(+)-Norfenfluramine-Induced Arterial Contraction Is Not Dependent on Endogenous 5-Hydroxytryptamine or 5-Hydroxytryptamine Transporter

Abstract
(+)-Norfenfluramine, the major metabolite of fenfluramine, causes vasoconstriction dependence on the 5-hydroxytryptamine (5-HT)2A receptor in rat. (+)-Norfenfluramine was reported as a 5-hydroxytryptamine transporter (5-HTT) substrate and 5-HT releaser.

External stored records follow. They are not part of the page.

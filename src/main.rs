use smtpsrv::{ChannelHandler, Email, SmtpServer};
use std::env;
use std::sync::mpsc;
use std::thread;

fn main() {
    tracing_subscriber::fmt::init();

    let args: Vec<String> = env::args().collect();
    let addr = args.get(1).map_or("127.0.0.1:2525", String::as_str);
    let hostname = args.get(2).map_or("smtpsrv.local", String::as_str);

    tracing::info!(%addr, %hostname, "starting SMTP server");

    let (tx, rx) = mpsc::channel::<Email>();
    let server = SmtpServer::new(hostname);

    thread::spawn(move || {
        let mut count = 0;
        while let Ok(email) = rx.recv() {
            count += 1;
            let from = email.from.as_ref().map(ToString::to_string);
            let to: Vec<String> = email.to.iter().map(ToString::to_string).collect();
            tracing::info!(
                count,
                from = from.as_deref().unwrap_or_default(),
                to = ?to,
                size = email.data_size(),
                subject = email.get_subject().as_deref().unwrap_or_default(),
                "received email"
            );
        }
    });

    if let Err(e) = server.start(addr, ChannelHandler::new(tx)) {
        tracing::error!("Failed to start server: {e}");
        std::process::exit(1);
    }
}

Because the arterial 5-HTT exists and is functional in the rat, we hypothesized that (+)-norfenfluramine causes vasoconstriction by releasing 5-HT from vascular smooth muscle via 5-HTT. The released 5-HT, in turn, activates the 5-HT2A receptor. Isometric contractility experiments showed that (+)-norfenfluramine-induced mouse aortic contraction was reduced by the 5-HTT inhibitor fluoxetine (1 μM) but not by fluvoxamine (1 μM). Tryptophan hydroxylase (TPH)-deficient (Tph1/–) mice lack peripheral 5-HT. (+)-Norfenfluramine (10 nM–100 μM)-contracted aorta from wild-type and Tph1–/– mice with equivalent potency (–log EC50 [M], wild type = 5.73 ± 0.02, Tph1–/– = 5.62 ± 0.09), and these contractions were inhibited by the 5-HT2A receptor antagonist ketanserin (3 nM) by a similar magnitude in aorta from wild-type and Tph1–/– mice (wild type = 19.4, Tph1–/– = 15.4-fold rightward shift versus control), as did fluoxetine (1 μM) (wild type = 22.4, Tph1–/– = 28.8-fold rightward shift versus control). To further test the role of 5-HTT in (+)-norfenfluramine-induced aortic contraction, the 5-HTT-targeted mutation mouse was used. (+)-Norfenfluramine induced similar aortic contraction in wild-type and 5-HTT-targeted mutation mice, and these contractions were inhibited by fluoxetine (1 μM). Thus, (+)-norfenfluramine vasoconstriction is not dependent on 5-HTT-mediated release of endogenous 5-HT but by activating membrane 5-HT2A receptors directly. Understanding of the mechanism by which (+)-norfenfluramine induces vasoconstriction is important to characterize and understand the function of the serotonergic system in peripheral arterial vasculature.